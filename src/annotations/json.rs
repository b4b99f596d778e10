//! Video Intelligence `AnnotateVideoResponse` JSON, as written to `output_uri` by the
//! annotation service.
//!
//! Both the snake_case layout of stored results and the camelCase layout of REST responses
//! are accepted. Time offsets may be `{ "seconds": .., "nanos": .. }` objects (with numeric or
//! string fields) or protobuf duration strings such as `"1.500s"`. Missing proto3 fields
//! default to zero.

use crate::annotations::model::{AnnotationSet, ObjectFrame, RawSubject};
use crate::foundation::core::{NANOS_PER_SECOND, Point, Rect};
use crate::foundation::error::{VidsumError, VidsumResult};

#[derive(Debug, Default, serde::Deserialize)]
#[serde(default)]
struct AnnotateVideoResponse {
    #[serde(alias = "annotationResults")]
    annotation_results: Vec<VideoAnnotationResults>,
}

#[derive(Debug, Default, serde::Deserialize)]
#[serde(default)]
struct VideoAnnotationResults {
    #[serde(alias = "shotAnnotations")]
    shot_annotations: Vec<VideoSegment>,
    #[serde(alias = "objectAnnotations")]
    object_annotations: Vec<ObjectTrackingAnnotation>,
    #[serde(alias = "personDetectionAnnotations")]
    person_detection_annotations: Vec<TrackedAnnotation>,
    #[serde(alias = "faceDetectionAnnotations")]
    face_detection_annotations: Vec<TrackedAnnotation>,
    error: Option<serde_json::Value>,
}

#[derive(Debug, Default, serde::Deserialize)]
#[serde(default)]
struct VideoSegment {
    #[serde(alias = "startTimeOffset")]
    start_time_offset: TimeOffset,
    #[serde(alias = "endTimeOffset")]
    end_time_offset: TimeOffset,
}

#[derive(Debug, Default, serde::Deserialize)]
#[serde(default)]
struct Entity {
    description: String,
}

#[derive(Debug, Default, serde::Deserialize)]
#[serde(default)]
struct ObjectTrackingAnnotation {
    entity: Entity,
    confidence: f64,
    frames: Vec<ObjectTrackingFrame>,
}

#[derive(Debug, Default, serde::Deserialize)]
#[serde(default)]
struct ObjectTrackingFrame {
    #[serde(alias = "normalizedBoundingBox")]
    normalized_bounding_box: NormalizedBox,
    #[serde(alias = "timeOffset")]
    time_offset: TimeOffset,
}

#[derive(Debug, Default, serde::Deserialize)]
#[serde(default)]
struct NormalizedBox {
    left: f64,
    top: f64,
    right: f64,
    bottom: f64,
}

#[derive(Debug, Default, serde::Deserialize)]
#[serde(default)]
struct TrackedAnnotation {
    tracks: Vec<Track>,
}

#[derive(Debug, Default, serde::Deserialize)]
#[serde(default)]
struct Track {
    confidence: f64,
    #[serde(alias = "timestampedObjects")]
    timestamped_objects: Vec<TimestampedObject>,
}

#[derive(Debug, Default, serde::Deserialize)]
#[serde(default)]
struct TimestampedObject {
    #[serde(alias = "normalizedBoundingBox")]
    normalized_bounding_box: NormalizedBox,
    #[serde(alias = "timeOffset")]
    time_offset: TimeOffset,
    landmarks: Vec<DetectedLandmark>,
}

#[derive(Debug, Default, serde::Deserialize)]
#[serde(default)]
struct DetectedLandmark {
    point: NormalizedVertex,
}

#[derive(Debug, Default, serde::Deserialize)]
#[serde(default)]
struct NormalizedVertex {
    x: f64,
    y: f64,
}

#[derive(Debug, serde::Deserialize)]
#[serde(untagged)]
enum TimeOffset {
    Parts {
        #[serde(default)]
        seconds: IntField,
        #[serde(default)]
        nanos: IntField,
    },
    Duration(String),
}

impl Default for TimeOffset {
    fn default() -> Self {
        Self::Parts {
            seconds: IntField::Num(0),
            nanos: IntField::Num(0),
        }
    }
}

/// proto3 JSON encodes int64 as strings, int32 as numbers; accept both everywhere.
#[derive(Debug, serde::Deserialize)]
#[serde(untagged)]
enum IntField {
    Num(i64),
    Text(String),
}

impl Default for IntField {
    fn default() -> Self {
        Self::Num(0)
    }
}

impl IntField {
    fn value(&self) -> VidsumResult<i64> {
        match self {
            IntField::Num(n) => Ok(*n),
            IntField::Text(s) => s
                .trim()
                .parse::<i64>()
                .map_err(|e| VidsumError::annotation(format!("invalid integer '{s}': {e}"))),
        }
    }
}

impl TimeOffset {
    fn to_ns(&self) -> VidsumResult<u64> {
        let ns = match self {
            TimeOffset::Parts { seconds, nanos } => {
                i128::from(seconds.value()?) * i128::from(NANOS_PER_SECOND)
                    + i128::from(nanos.value()?)
            }
            TimeOffset::Duration(s) => parse_duration_ns(s)?,
        };
        u64::try_from(ns.max(0))
            .map_err(|_| VidsumError::annotation(format!("time offset out of range: {ns}ns")))
    }
}

/// Parse a protobuf JSON duration (`"12s"`, `"1.5s"`, `"0.000000001s"`).
fn parse_duration_ns(s: &str) -> VidsumResult<i128> {
    let bad = || VidsumError::annotation(format!("invalid duration '{s}'"));
    let body = s.trim().strip_suffix('s').ok_or_else(bad)?;
    let (negative, body) = match body.strip_prefix('-') {
        Some(rest) => (true, rest),
        None => (false, body),
    };
    let (secs, frac) = body.split_once('.').unwrap_or((body, ""));
    if frac.len() > 9 || !frac.bytes().all(|b| b.is_ascii_digit()) {
        return Err(bad());
    }
    let secs: i128 = if secs.is_empty() {
        0
    } else {
        secs.parse().map_err(|_| bad())?
    };
    let nanos: i128 = if frac.is_empty() {
        0
    } else {
        format!("{frac:0<9}").parse().map_err(|_| bad())?
    };
    let total = secs
        .checked_mul(i128::from(NANOS_PER_SECOND))
        .and_then(|ns| ns.checked_add(nanos))
        .ok_or_else(|| VidsumError::annotation(format!("duration '{s}' is out of range")))?;
    Ok(if negative { -total } else { total })
}

impl NormalizedBox {
    fn to_rect(&self) -> Rect {
        Rect::new(self.left, self.top, self.right, self.bottom)
    }
}

/// Decode annotation JSON into an [`AnnotationSet`].
///
/// Only the first video result is used (one video per annotation file). Shots come first,
/// then tracked objects, then person and face tracks, each in file order.
pub fn parse_annotations(bytes: &[u8]) -> VidsumResult<AnnotationSet> {
    let response: AnnotateVideoResponse = serde_json::from_slice(bytes)
        .map_err(|e| VidsumError::annotation(format!("annotation json parse failed: {e}")))?;
    let Some(results) = response.annotation_results.into_iter().next() else {
        return Err(VidsumError::annotation(
            "annotation json has no annotation_results",
        ));
    };
    if let Some(err) = &results.error {
        return Err(VidsumError::annotation(format!(
            "annotation service reported an error: {err}"
        )));
    }

    let mut subjects = Vec::new();
    for shot in &results.shot_annotations {
        subjects.push(RawSubject::Shot {
            start_ns: shot.start_time_offset.to_ns()?,
            end_ns: shot.end_time_offset.to_ns()?,
        });
    }

    for obj in &results.object_annotations {
        let mut frames = Vec::with_capacity(obj.frames.len());
        for f in &obj.frames {
            frames.push(ObjectFrame::new(
                f.time_offset.to_ns()?,
                f.normalized_bounding_box.to_rect(),
            ));
        }
        subjects.push(RawSubject::Object {
            label: obj.entity.description.clone(),
            confidence: obj.confidence,
            frames,
        });
    }

    for (label, annotations) in [
        ("person", &results.person_detection_annotations),
        ("face", &results.face_detection_annotations),
    ] {
        for track in annotations.iter().flat_map(|a| a.tracks.iter()) {
            let mut frames = Vec::with_capacity(track.timestamped_objects.len());
            for t in &track.timestamped_objects {
                let mut frame =
                    ObjectFrame::new(t.time_offset.to_ns()?, t.normalized_bounding_box.to_rect());
                frame.landmarks = t
                    .landmarks
                    .iter()
                    .map(|l| Point::new(l.point.x, l.point.y))
                    .collect();
                frames.push(frame);
            }
            subjects.push(RawSubject::Object {
                label: label.to_string(),
                confidence: track.confidence,
                frames,
            });
        }
    }

    Ok(AnnotationSet::new(subjects))
}
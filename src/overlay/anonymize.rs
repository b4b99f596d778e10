use image::imageops::{self, FilterType};
use image::RgbImage;

use crate::foundation::core::{PixelRect, Size};
use crate::foundation::error::{VidsumError, VidsumResult};
use crate::overlay::style::ANONYMIZATION_PIXELS;

/// Replace `rect` with a coarse mosaic of about [`ANONYMIZATION_PIXELS`] blocks along its
/// longer side.
pub fn pixelate_region(image: &mut RgbImage, rect: PixelRect) {
    let r = rect.clip_to(Size::new(image.width(), image.height()));
    if r.is_empty() {
        return;
    }
    let (x, y, w, h) = (r.left as u32, r.top as u32, r.width() as u32, r.height() as u32);
    let block = (w.max(h) / ANONYMIZATION_PIXELS).max(1);
    let small_w = (w / block).max(1);
    let small_h = (h / block).max(1);

    let region = imageops::crop_imm(image, x, y, w, h).to_image();
    let small = imageops::resize(&region, small_w, small_h, FilterType::Nearest);
    let coarse = imageops::resize(&small, w, h, FilterType::Nearest);
    imageops::replace(image, &coarse, i64::from(x), i64::from(y));
}

/// Gaussian-blur `rect` in place with a separable fixed-point kernel.
pub fn blur_region(image: &mut RgbImage, rect: PixelRect, radius: u32) -> VidsumResult<()> {
    let r = rect.clip_to(Size::new(image.width(), image.height()));
    if r.is_empty() || radius == 0 {
        return Ok(());
    }
    let (x, y, w, h) = (r.left as u32, r.top as u32, r.width() as u32, r.height() as u32);
    let region = imageops::crop_imm(image, x, y, w, h).to_image();
    let blurred = blur_rgb8(region.as_raw(), w, h, radius, radius as f32 / 2.0)?;
    let patch = RgbImage::from_raw(w, h, blurred)
        .ok_or_else(|| VidsumError::invalid_input("blurred region size mismatch"))?;
    imageops::replace(image, &patch, i64::from(x), i64::from(y));
    Ok(())
}

pub fn blur_rgb8(
    src: &[u8],
    width: u32,
    height: u32,
    radius: u32,
    sigma: f32,
) -> VidsumResult<Vec<u8>> {
    let expected_len = (width as usize)
        .checked_mul(height as usize)
        .and_then(|v| v.checked_mul(3))
        .ok_or_else(|| VidsumError::invalid_input("blur buffer size overflow"))?;
    if src.len() != expected_len {
        return Err(VidsumError::invalid_input(
            "blur_rgb8 expects src matching width*height*3",
        ));
    }
    if radius == 0 {
        return Ok(src.to_vec());
    }

    let kernel = gaussian_kernel_q16(radius, sigma)?;
    let mut tmp = vec![0u8; expected_len];
    let mut out = vec![0u8; expected_len];

    horizontal_pass(src, &mut tmp, width, height, &kernel);
    vertical_pass(&tmp, &mut out, width, height, &kernel);
    Ok(out)
}

fn gaussian_kernel_q16(radius: u32, sigma: f32) -> VidsumResult<Vec<u32>> {
    if !sigma.is_finite() || sigma <= 0.0 {
        return Err(VidsumError::invalid_input("blur sigma must be > 0"));
    }

    let r = radius as i32;
    let sigma = f64::from(sigma);
    let denom = 2.0 * sigma * sigma;
    let weights_f: Vec<f64> = (-r..=r)
        .map(|i| {
            let x = f64::from(i);
            (-x * x / denom).exp()
        })
        .collect();
    let sum: f64 = weights_f.iter().sum();

    let mut weights: Vec<u32> = weights_f
        .iter()
        .map(|wf| ((wf / sum) * 65536.0).round().clamp(0.0, 65536.0) as u32)
        .collect();
    // Push the rounding error into the center tap so the kernel sums to exactly 1.0.
    let acc: i64 = weights.iter().map(|&w| i64::from(w)).sum();
    let mid = weights.len() / 2;
    weights[mid] = (i64::from(weights[mid]) + 65536 - acc).clamp(0, 65536) as u32;

    Ok(weights)
}

fn horizontal_pass(src: &[u8], dst: &mut [u8], width: u32, height: u32, k: &[u32]) {
    let radius = (k.len() / 2) as i32;
    let w = width as i32;
    for y in 0..height as i32 {
        for x in 0..w {
            let mut acc = [0u64; 3];
            for (ki, &kw) in k.iter().enumerate() {
                let sx = (x + ki as i32 - radius).clamp(0, w - 1);
                let idx = ((y * w + sx) as usize) * 3;
                for c in 0..3 {
                    acc[c] += u64::from(kw) * u64::from(src[idx + c]);
                }
            }
            let out_idx = ((y * w + x) as usize) * 3;
            for c in 0..3 {
                dst[out_idx + c] = q16_to_u8(acc[c]);
            }
        }
    }
}

fn vertical_pass(src: &[u8], dst: &mut [u8], width: u32, height: u32, k: &[u32]) {
    let radius = (k.len() / 2) as i32;
    let w = width as i32;
    let h = height as i32;
    for y in 0..h {
        for x in 0..w {
            let mut acc = [0u64; 3];
            for (ki, &kw) in k.iter().enumerate() {
                let sy = (y + ki as i32 - radius).clamp(0, h - 1);
                let idx = ((sy * w + x) as usize) * 3;
                for c in 0..3 {
                    acc[c] += u64::from(kw) * u64::from(src[idx + c]);
                }
            }
            let out_idx = ((y * w + x) as usize) * 3;
            for c in 0..3 {
                dst[out_idx + c] = q16_to_u8(acc[c]);
            }
        }
    }
}

fn q16_to_u8(acc: u64) -> u8 {
    ((acc + 32768) >> 16).min(255) as u8
}
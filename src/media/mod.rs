//! Video frame access and sampling.

/// `ffmpeg`/`ffprobe` subprocess grabber.
pub mod ffmpeg;
/// Frame grabber traits.
pub mod grabber;
/// Timestamp selection and pull-based frame sampling.
pub mod sampler;
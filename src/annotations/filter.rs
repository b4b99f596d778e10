use crate::annotations::model::{ObjectFrame, ObjectSubject, RawSubject, ShotSubject, Subject};
use crate::foundation::core::{Point, Rect};

/// Thresholds applied to tracked objects. Shots are never gated.
#[derive(Clone, Copy, Debug, PartialEq, serde::Serialize, serde::Deserialize)]
#[serde(default)]
pub struct FilterPolicy {
    pub min_confidence: f64,
    pub min_frame_count: usize,
}

impl Default for FilterPolicy {
    fn default() -> Self {
        Self {
            min_confidence: 0.7,
            min_frame_count: 10,
        }
    }
}

impl FilterPolicy {
    /// Keep everything that is structurally valid.
    pub fn permissive() -> Self {
        Self {
            min_confidence: 0.0,
            min_frame_count: 0,
        }
    }

    fn accepts(&self, confidence: f64, frame_count: usize) -> bool {
        self.min_confidence <= confidence && self.min_frame_count <= frame_count
    }
}

/// Validate and filter raw annotations into renderable subjects, preserving input order.
///
/// Never fails: dropped entries are only logged, and an empty result means there is nothing
/// to render.
pub fn filter(raw: &[RawSubject], policy: &FilterPolicy) -> Vec<Subject> {
    let mut out = Vec::with_capacity(raw.len());
    for (index, entry) in raw.iter().enumerate() {
        match entry {
            RawSubject::Shot { start_ns, end_ns } => {
                if start_ns > end_ns {
                    tracing::debug!(index, start_ns, end_ns, "dropping inverted shot interval");
                    continue;
                }
                out.push(Subject::Shot(ShotSubject {
                    start_ns: *start_ns,
                    end_ns: *end_ns,
                }));
            }
            RawSubject::Object {
                label,
                confidence,
                frames,
            } => {
                if frames.is_empty() {
                    tracing::debug!(index, label = %label, "dropping object without frames");
                    continue;
                }
                if !confidence.is_finite() {
                    tracing::debug!(index, label = %label, "dropping object with invalid confidence");
                    continue;
                }
                if !policy.accepts(*confidence, frames.len()) {
                    tracing::debug!(
                        index,
                        label = %label,
                        confidence,
                        frames = frames.len(),
                        "object below thresholds"
                    );
                    continue;
                }
                out.push(Subject::Object(ObjectSubject {
                    label: label.clone(),
                    confidence: confidence.clamp(0.0, 1.0),
                    frames: frames.iter().map(normalize_frame).collect(),
                }));
            }
        }
    }
    out
}

fn normalize_frame(frame: &ObjectFrame) -> ObjectFrame {
    ObjectFrame {
        timestamp_ns: frame.timestamp_ns,
        normalized_box: normalize_box(frame.normalized_box),
        landmarks: frame
            .landmarks
            .iter()
            .map(|p| Point::new(unit(p.x), unit(p.y)))
            .collect(),
    }
}

/// Clamp to the unit square and order the edges (`left <= right`, `top <= bottom`).
pub fn normalize_box(r: Rect) -> Rect {
    let (l, rr) = (unit(r.x0), unit(r.x1));
    let (t, b) = (unit(r.y0), unit(r.y1));
    Rect::new(l.min(rr), t.min(b), l.max(rr), t.max(b))
}

fn unit(v: f64) -> f64 {
    if v.is_nan() { 0.0 } else { v.clamp(0.0, 1.0) }
}
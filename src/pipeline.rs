use crate::annotations::model::{AnnotationSet, Detector, Subject};
use crate::config::SummaryConfig;
use crate::encode::codec::ImageCodec;
use crate::encode::format::ContainerFormat;
use crate::encode::multi::{FormatFailure, encode};
use crate::foundation::error::{VidsumError, VidsumResult};
use crate::media::grabber::MediaOpener;
use crate::render::assembler::{Assembly, OutputLabel, SummaryAssembler};
use crate::storage::local::{LocalMedia, MediaStore};
use crate::storage::naming::{output_path, video_uri_from_annotation};

/// One output written through the store.
#[derive(Clone, Debug, PartialEq, Eq)]
pub struct WrittenOutput {
    pub label: OutputLabel,
    pub format: ContainerFormat,
    pub destination: String,
    pub content_type: &'static str,
    pub byte_len: usize,
}

#[derive(Debug, Default)]
pub struct SummaryReport {
    pub written: Vec<WrittenOutput>,
    /// Formats that failed to encode; their siblings were still written.
    pub failures: Vec<(OutputLabel, FormatFailure)>,
}

#[derive(Debug)]
pub enum SummaryOutcome {
    /// Nothing survived filtering, or no subject could be sampled. No media was encoded.
    NoRenderableContent,
    Written(SummaryReport),
}

/// Summarize the video annotated by `annotation_uri`.
///
/// Order: read annotations, filter, fetch the video, open a grabber, assemble, encode per
/// format, write. The grabber is closed before the local media copy is released, and the
/// copy is released on every exit path.
#[tracing::instrument(skip(store, opener, codec, config), fields(mode = ?config.mode))]
pub fn summarize<S, O, C>(
    annotation_uri: &str,
    store: &S,
    opener: &O,
    codec: &C,
    config: &SummaryConfig,
) -> VidsumResult<SummaryOutcome>
where
    S: MediaStore + ?Sized,
    O: MediaOpener + ?Sized,
    C: ImageCodec + ?Sized,
{
    config.validate()?;
    let video_uri = video_uri_from_annotation(annotation_uri)?;
    let annotations = store.read_annotations(annotation_uri)?;

    let mut assembler = SummaryAssembler::new(config);
    let subjects = assembler.filter(&annotations);
    if subjects.is_empty() {
        tracing::info!("no renderable subjects after filtering");
        return Ok(SummaryOutcome::NoRenderableContent);
    }

    let media = store.fetch_video(&video_uri)?;
    render_and_write(&video_uri, &media, &subjects, &mut assembler, store, opener, codec)
}

/// Annotate `video_uri` with `detector`, then summarize it as [`summarize`] does.
///
/// The video is fetched once: the detector reads the leased copy and the grabber opens the
/// same file.
#[tracing::instrument(skip(detector, store, opener, codec, config), fields(mode = ?config.mode))]
pub fn detect_and_summarize<D, S, O, C>(
    video_uri: &str,
    detector: &D,
    store: &S,
    opener: &O,
    codec: &C,
    config: &SummaryConfig,
) -> VidsumResult<SummaryOutcome>
where
    D: Detector + ?Sized,
    S: MediaStore + ?Sized,
    O: MediaOpener + ?Sized,
    C: ImageCodec + ?Sized,
{
    config.validate()?;
    let media = store.fetch_video(video_uri)?;
    let video_bytes = std::fs::read(media.path()).map_err(|e| {
        VidsumError::storage(format!("read '{}': {e}", media.path().display()))
    })?;
    let annotations: AnnotationSet = detector.detect(&video_bytes)?;
    drop(video_bytes);
    tracing::debug!(subjects = annotations.len(), "detection complete");

    let mut assembler = SummaryAssembler::new(config);
    let subjects = assembler.filter(&annotations);
    if subjects.is_empty() {
        tracing::info!("no renderable subjects after filtering");
        return Ok(SummaryOutcome::NoRenderableContent);
    }
    render_and_write(video_uri, &media, &subjects, &mut assembler, store, opener, codec)
}

fn render_and_write<S, O, C>(
    video_uri: &str,
    media: &LocalMedia,
    subjects: &[Subject],
    assembler: &mut SummaryAssembler<'_>,
    store: &S,
    opener: &O,
    codec: &C,
) -> VidsumResult<SummaryOutcome>
where
    S: MediaStore + ?Sized,
    O: MediaOpener + ?Sized,
    C: ImageCodec + ?Sized,
{
    let config = assembler.config();
    let assembly = {
        let mut grabber = opener.open(media.path())?;
        assembler.render(subjects, &mut grabber, config.mode)?
    };

    let outputs = match assembly {
        Assembly::Empty => {
            tracing::info!("no subject could be rendered");
            return Ok(SummaryOutcome::NoRenderableContent);
        }
        Assembly::Rendered(outputs) => outputs,
    };

    let mut report = SummaryReport::default();
    for output in outputs {
        let formats = config.formats_for(output.image.is_animated());
        let encoded = encode(&output.image, formats, codec);
        for image in encoded.outputs {
            let destination = output_path(video_uri, &output.label, image.format)
                .to_string_lossy()
                .into_owned();
            store.write_output(&image.bytes, &destination, image.content_type)?;
            report.written.push(WrittenOutput {
                label: output.label.clone(),
                format: image.format,
                destination,
                content_type: image.content_type,
                byte_len: image.bytes.len(),
            });
        }
        report.failures.extend(
            encoded
                .failures
                .into_iter()
                .map(|failure| (output.label.clone(), failure)),
        );
    }
    tracing::info!(
        written = report.written.len(),
        failed = report.failures.len(),
        "summary complete"
    );
    Ok(SummaryOutcome::Written(report))
}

□ □ □

◆ What is expected ◆
What are the lines, exactly as written above, from the line with "#[derive(Debug)]" to the line with "let media = store.fetch_video(&video_uri)?;", both included? Output only those.

◆ Answer for this exercise ◆
#[derive(Debug)]
pub enum SummaryOutcome {
    /// Nothing survived filtering, or no subject could be sampled. No media was encoded.
    NoRenderableContent,
    Written(SummaryReport),
}

/// Summarize the video annotated by `annotation_uri`.
///
/// Order: read annotations, filter, fetch the video, open a grabber, assemble, encode per
/// format, write. The grabber is closed before the local media copy is released, and the
/// copy is released on every exit path.
#[tracing::instrument(skip(store, opener, codec, config), fields(mode = ?config.mode))]
pub fn summarize<S, O, C>(
    annotation_uri: &str,
    store: &S,
    opener: &O,
    codec: &C,
    config: &SummaryConfig,
) -> VidsumResult<SummaryOutcome>
where
    S: MediaStore + ?Sized,
    O: MediaOpener + ?Sized,
    C: ImageCodec + ?Sized,
{
    config.validate()?;
    let video_uri = video_uri_from_annotation(annotation_uri)?;
    let annotations = store.read_annotations(annotation_uri)?;

    let mut assembler = SummaryAssembler::new(config);
    let subjects = assembler.filter(&annotations);
    if subjects.is_empty() {
        tracing::info!("no renderable subjects after filtering");
        return Ok(SummaryOutcome::NoRenderableContent);
    }

    let media = store.fetch_video(&video_uri)?;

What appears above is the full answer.